Task to carry out: Should a line in the entries below contain "bool", return that line.

::: Input records

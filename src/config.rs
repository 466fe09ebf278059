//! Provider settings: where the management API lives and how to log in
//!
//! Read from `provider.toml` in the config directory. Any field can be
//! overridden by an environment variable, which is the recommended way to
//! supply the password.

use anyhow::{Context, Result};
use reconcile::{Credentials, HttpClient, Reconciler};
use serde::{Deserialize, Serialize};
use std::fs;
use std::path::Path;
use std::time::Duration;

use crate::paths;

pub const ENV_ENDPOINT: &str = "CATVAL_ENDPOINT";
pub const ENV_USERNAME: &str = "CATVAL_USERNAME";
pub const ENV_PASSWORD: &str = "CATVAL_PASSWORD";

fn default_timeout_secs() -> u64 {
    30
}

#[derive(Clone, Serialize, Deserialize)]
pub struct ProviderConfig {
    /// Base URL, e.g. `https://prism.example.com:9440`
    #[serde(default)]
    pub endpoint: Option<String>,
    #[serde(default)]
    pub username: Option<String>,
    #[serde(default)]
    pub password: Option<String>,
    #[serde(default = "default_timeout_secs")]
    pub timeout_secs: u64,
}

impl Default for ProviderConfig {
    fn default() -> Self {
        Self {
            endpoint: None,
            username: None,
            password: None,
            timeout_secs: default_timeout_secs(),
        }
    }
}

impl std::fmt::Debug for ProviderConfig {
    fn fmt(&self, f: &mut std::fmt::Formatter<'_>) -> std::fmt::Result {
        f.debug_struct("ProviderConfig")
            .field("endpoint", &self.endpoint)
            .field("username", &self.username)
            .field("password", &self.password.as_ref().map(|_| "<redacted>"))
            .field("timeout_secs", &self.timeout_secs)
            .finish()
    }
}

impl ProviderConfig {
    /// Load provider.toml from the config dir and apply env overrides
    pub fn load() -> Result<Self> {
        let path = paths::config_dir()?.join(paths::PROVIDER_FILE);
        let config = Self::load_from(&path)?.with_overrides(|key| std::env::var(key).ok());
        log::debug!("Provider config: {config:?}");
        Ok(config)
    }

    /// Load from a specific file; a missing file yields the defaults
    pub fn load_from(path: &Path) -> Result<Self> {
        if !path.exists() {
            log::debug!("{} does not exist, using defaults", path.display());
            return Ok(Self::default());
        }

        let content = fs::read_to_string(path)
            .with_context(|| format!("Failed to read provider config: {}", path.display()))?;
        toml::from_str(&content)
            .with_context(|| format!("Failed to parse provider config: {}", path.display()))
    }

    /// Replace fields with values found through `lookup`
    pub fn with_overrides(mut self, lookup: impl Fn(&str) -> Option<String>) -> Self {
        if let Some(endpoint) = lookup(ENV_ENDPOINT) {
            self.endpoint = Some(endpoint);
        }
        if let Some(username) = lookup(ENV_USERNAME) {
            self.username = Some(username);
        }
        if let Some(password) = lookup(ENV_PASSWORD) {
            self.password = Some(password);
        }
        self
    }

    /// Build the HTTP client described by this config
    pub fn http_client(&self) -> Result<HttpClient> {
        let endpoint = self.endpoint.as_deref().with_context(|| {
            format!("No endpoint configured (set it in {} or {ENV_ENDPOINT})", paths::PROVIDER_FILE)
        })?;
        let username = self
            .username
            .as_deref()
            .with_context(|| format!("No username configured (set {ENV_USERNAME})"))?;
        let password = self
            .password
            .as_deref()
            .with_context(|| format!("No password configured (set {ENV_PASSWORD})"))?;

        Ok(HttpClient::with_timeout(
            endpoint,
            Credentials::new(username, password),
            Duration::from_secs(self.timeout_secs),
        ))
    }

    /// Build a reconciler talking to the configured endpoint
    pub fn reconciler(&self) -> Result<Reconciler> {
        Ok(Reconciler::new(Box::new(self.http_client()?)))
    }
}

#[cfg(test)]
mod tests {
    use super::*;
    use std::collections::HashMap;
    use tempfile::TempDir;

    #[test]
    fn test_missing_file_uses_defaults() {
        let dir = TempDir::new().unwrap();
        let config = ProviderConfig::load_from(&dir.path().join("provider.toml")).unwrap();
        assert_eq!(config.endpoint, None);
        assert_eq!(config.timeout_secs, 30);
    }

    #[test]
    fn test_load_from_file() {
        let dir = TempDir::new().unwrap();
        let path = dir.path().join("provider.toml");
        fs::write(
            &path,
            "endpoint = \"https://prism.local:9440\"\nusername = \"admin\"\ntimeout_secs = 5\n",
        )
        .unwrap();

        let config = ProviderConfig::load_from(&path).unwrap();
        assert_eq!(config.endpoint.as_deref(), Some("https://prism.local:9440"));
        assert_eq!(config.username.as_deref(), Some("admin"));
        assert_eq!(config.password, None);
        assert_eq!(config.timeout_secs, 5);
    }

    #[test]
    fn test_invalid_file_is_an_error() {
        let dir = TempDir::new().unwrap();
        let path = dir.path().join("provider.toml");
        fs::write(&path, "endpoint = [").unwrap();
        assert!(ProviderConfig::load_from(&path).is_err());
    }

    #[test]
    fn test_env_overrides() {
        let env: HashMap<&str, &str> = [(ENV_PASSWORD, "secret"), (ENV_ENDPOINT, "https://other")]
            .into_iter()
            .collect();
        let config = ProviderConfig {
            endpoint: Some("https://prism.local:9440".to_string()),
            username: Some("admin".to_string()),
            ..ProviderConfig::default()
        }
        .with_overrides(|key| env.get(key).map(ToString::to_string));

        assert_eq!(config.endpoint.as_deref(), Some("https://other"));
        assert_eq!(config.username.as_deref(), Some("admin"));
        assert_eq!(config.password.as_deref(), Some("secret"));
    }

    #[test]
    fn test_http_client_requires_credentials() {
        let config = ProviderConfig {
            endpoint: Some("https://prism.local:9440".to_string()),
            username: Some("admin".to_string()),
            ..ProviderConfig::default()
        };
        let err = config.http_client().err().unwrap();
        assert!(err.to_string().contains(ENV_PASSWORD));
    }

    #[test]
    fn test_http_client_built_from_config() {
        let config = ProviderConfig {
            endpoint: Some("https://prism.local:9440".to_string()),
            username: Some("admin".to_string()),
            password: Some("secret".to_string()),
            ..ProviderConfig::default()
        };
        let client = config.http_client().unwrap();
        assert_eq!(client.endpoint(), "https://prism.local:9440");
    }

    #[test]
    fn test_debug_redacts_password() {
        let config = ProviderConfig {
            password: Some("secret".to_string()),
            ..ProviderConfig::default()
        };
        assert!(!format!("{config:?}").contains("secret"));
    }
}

::::::
::: Input records

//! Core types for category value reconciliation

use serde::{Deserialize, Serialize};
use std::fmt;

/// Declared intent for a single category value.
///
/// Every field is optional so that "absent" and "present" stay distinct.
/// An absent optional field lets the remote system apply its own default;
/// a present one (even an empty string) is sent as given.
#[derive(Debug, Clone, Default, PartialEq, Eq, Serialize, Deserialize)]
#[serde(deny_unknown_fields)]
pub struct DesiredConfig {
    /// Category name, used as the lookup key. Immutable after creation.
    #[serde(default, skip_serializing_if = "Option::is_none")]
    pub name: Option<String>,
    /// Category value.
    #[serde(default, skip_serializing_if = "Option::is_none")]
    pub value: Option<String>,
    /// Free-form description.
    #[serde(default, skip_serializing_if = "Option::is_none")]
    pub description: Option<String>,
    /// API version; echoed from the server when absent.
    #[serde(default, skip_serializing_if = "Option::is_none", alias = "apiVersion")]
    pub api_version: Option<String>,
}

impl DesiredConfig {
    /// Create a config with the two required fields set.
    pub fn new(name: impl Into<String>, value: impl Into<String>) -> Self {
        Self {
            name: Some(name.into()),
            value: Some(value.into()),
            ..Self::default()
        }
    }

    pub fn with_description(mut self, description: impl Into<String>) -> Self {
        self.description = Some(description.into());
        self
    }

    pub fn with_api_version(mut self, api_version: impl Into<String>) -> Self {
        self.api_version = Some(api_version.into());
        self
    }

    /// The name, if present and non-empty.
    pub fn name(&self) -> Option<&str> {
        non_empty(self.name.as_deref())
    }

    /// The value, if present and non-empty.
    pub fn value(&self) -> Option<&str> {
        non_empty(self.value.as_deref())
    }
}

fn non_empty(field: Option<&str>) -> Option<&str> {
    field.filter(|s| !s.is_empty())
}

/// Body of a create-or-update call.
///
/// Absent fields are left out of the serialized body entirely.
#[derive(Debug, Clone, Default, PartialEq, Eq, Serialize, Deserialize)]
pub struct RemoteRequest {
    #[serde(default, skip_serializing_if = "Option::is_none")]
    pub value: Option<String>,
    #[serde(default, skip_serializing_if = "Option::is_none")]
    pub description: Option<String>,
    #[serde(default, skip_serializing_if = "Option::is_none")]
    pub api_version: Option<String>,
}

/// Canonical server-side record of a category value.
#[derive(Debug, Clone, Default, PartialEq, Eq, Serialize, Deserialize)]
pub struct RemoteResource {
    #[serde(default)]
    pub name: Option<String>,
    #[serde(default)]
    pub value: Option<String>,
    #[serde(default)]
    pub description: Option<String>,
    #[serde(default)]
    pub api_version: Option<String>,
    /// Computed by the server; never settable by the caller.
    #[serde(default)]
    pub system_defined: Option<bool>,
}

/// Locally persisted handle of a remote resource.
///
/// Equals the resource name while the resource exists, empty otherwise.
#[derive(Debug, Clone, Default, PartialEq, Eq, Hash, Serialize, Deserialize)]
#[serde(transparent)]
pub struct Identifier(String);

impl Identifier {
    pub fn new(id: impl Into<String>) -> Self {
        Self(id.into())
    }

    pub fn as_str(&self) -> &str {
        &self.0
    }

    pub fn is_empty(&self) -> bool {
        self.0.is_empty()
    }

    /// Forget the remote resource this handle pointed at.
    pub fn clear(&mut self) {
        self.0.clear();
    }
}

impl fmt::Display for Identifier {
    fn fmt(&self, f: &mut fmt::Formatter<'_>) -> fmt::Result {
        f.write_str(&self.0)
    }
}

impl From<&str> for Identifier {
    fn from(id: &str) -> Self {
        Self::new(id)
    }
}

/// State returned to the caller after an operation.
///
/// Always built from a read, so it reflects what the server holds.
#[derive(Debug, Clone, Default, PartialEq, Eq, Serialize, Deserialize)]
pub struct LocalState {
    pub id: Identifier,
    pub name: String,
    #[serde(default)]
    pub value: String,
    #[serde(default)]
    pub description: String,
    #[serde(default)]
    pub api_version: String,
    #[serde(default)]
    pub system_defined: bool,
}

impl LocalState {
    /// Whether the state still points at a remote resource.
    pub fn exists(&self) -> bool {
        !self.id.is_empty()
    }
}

::::::

Your response:
    pub system_defined: Option<bool>,
    pub fn is_empty(&self) -> bool {
    pub system_defined: bool,
    pub fn exists(&self) -> bool {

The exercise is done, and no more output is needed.